皆が外に出て、この後の動きを推し量りあっている。時刻はすでに十時を回っていた。

「河本さん、どうする?電車、まだあるのかな?」

傍にいた課長が、尋ねてきた。

もう少し課長といたいけれど、二次会は大抵、部長や課長といった上の役職者の集まりになる。
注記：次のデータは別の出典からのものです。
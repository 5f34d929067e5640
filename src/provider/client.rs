//! ChangeNOW v1 HTTP client

use super::types::{
    CreateTransactionRequest, CreatedTransaction, CurrencyDto, Estimate, ExchangeRangeResponse,
    MinAmountResponse, StatusResponse,
};
use super::{ConnectivityProbe, CurrencyCatalog, ExchangeProvider};
use crate::config::ProviderConfig;
use crate::error::{SwapError, SwapResult};
use crate::types::CurrencyId;

use async_trait::async_trait;
use reqwest::{Client, Response};
use serde::de::DeserializeOwned;
use std::time::Duration;
use tracing::{debug, warn};

const API_KEY_HEADER: &str = "x-changenow-api-key";

/// HTTP client for the exchange provider
pub struct ChangeNowClient {
    client: Client,
    base_url: String,
    api_key: String,
}

impl ChangeNowClient {
    /// Create a new provider client
    pub fn new(config: &ProviderConfig) -> SwapResult<Self> {
        let mut builder = Client::builder();
        if config.timeout_secs > 0 {
            builder = builder.timeout(Duration::from_secs(config.timeout_secs));
        }
        let client = builder
            .build()
            .map_err(|e| SwapError::Config(format!("Failed to build HTTP client: {}", e)))?;

        Ok(Self {
            client,
            base_url: config.base_url.trim_end_matches('/').to_string(),
            api_key: config.api_key.clone(),
        })
    }

    fn url(&self, path: &str) -> String {
        format!("{}/{}", self.base_url, path)
    }

    async fn get_json<T: DeserializeOwned>(&self, path: &str, query: &[(&str, &str)]) -> SwapResult<T> {
        debug!("GET {}", path);
        let response = self
            .client
            .get(self.url(path))
            .header(API_KEY_HEADER, &self.api_key)
            .query(query)
            .query(&[("api_key", self.api_key.as_str())])
            .send()
            .await
            .map_err(|e| SwapError::transport(e.to_string()))?;

        let body = read_success_body(response).await?;
        decode(&body)
    }
}

/// Body of a 2xx response, or a `Provider` error carrying the raw body
async fn read_success_body(response: Response) -> SwapResult<String> {
    let status = response.status();
    let body = response
        .text()
        .await
        .map_err(|e| SwapError::transport(e.to_string()))?;

    if status.is_success() {
        Ok(body)
    } else {
        warn!("Provider returned {}: {}", status.as_u16(), body);
        Err(SwapError::provider(status.as_u16(), body))
    }
}

fn decode<T: DeserializeOwned>(body: &str) -> SwapResult<T> {
    serde_json::from_str(body).map_err(|e| SwapError::Provider {
        status_code: None,
        raw_body: format!("unexpected response ({}): {}", e, body),
    })
}

#[async_trait]
impl CurrencyCatalog for ChangeNowClient {
    async fn list_currencies(&self) -> SwapResult<Vec<CurrencyId>> {
        let currencies: Vec<CurrencyDto> = self
            .get_json("currencies", &[("active", "true"), ("fixedRate", "true")])
            .await?;

        let listed = currencies.len();
        let swappable: Vec<CurrencyId> = currencies
            .into_iter()
            .filter(CurrencyDto::is_swappable)
            .map(CurrencyId::from)
            .collect();

        debug!("Catalog: {} listed, {} swappable", listed, swappable.len());
        Ok(swappable)
    }
}

#[async_trait]
impl ExchangeProvider for ChangeNowClient {
    async fn min_amount(&self, from: &str, to: &str) -> SwapResult<String> {
        let response: MinAmountResponse = self
            .get_json(&format!("min-amount/{}_{}", from, to), &[])
            .await?;
        Ok(response.min_amount)
    }

    async fn exchange_range(&self, from: &str, to: &str) -> SwapResult<ExchangeRangeResponse> {
        self.get_json(&format!("exchange-range/{}_{}", from, to), &[])
            .await
    }

    async fn estimate(&self, from: &str, to: &str, amount: &str) -> SwapResult<Estimate> {
        self.get_json(&format!("exchange-amount/{}/{}_{}", amount, from, to), &[])
            .await
    }

    async fn create_transaction(
        &self,
        from: &str,
        to: &str,
        amount: &str,
        payout_address: &str,
    ) -> SwapResult<CreatedTransaction> {
        let payload = CreateTransactionRequest {
            from,
            to,
            amount,
            address: payout_address,
            extra_id: None,
            refund_address: None,
        };

        debug!("POST transactions {} {} -> {}", amount, from, to);
        let response = self
            .client
            .post(self.url(&format!("transactions/{}", self.api_key)))
            .header(API_KEY_HEADER, &self.api_key)
            .json(&payload)
            .send()
            .await
            .map_err(|e| SwapError::transport(e.to_string()))?;

        let body = match read_success_body(response).await {
            Ok(body) => body,
            Err(SwapError::Provider {
                status_code: Some(code),
                raw_body,
            }) => return Err(SwapError::from_create_response(code, &raw_body)),
            Err(e) => return Err(e),
        };
        decode(&body)
    }

    async fn transaction_status(&self, id: &str) -> SwapResult<StatusResponse> {
        self.get_json(&format!("transactions/{}/{}", id, self.api_key), &[])
            .await
    }
}

#[async_trait]
impl ConnectivityProbe for ChangeNowClient {
    async fn is_reachable(&self) -> bool {
        let result = self
            .client
            .get(self.url("market-info/available-pairs"))
            .header(API_KEY_HEADER, &self.api_key)
            .query(&[("api_key", self.api_key.as_str())])
            .send()
            .await;

        match result {
            Ok(response) if response.status().is_success() => true,
            Ok(response) => {
                warn!("Connectivity probe got status {}", response.status());
                false
            }
            Err(e) => {
                warn!("Connectivity probe failed: {}", e);
                false
            }
        }
    }
}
正直、参加するのは気が重い、と考えながら、返事ができずにいると、窪田さんが横から言った。

「ああ、僕、送っていきますよ。駅、隣ですし。」

「そ、そんな悪いです。」

「ああ、窪田君、けど、二次会の店なんかはいいのかな?」

「ああ、副部長が、もう店決めちゃったみたいで、後は勝手にやってくれるみたいです。」

窪田さんは、声を潜めて続けた。

「・・・この後、女の子のいるお店に行くみたいなんで、上の人たちだけで楽しみたいんじゃないですか?」

私たちが三人で話していると、後ろから、副部長が山村課長を呼んだ。

「おお、山村君、もちろん二次会行くよな?」

「ああ、はい、すぐ行きます。」

課長がそう声を張り上げ、ちらりと私を見た。

「なんで課長、河本さんのことはご心配なく。僕が送っていきますんで。」

窪田さんは、そう言うと、私を駅のほうへと促した。

「ほら、河本さん、早く。おじさんたちに声かけられないうちに消えるが吉よ。」

窪田さんはそう言って、先に駅のほうへと歩き出した。

私は、少しの間課長と窪田さんを見比べていたが、窪田さんが駅に向かって歩きだしたので、山村課長にぺこりと頭を下げて、窪田さんを追った。

「河本さん、ごめんな、気をつけてな。」

その口調が、いつもより優しく感じられたのは、気のせいだろうか。きっと気のせいだ、それでも、課長が私のことを気にかけてくれて、嬉しかった。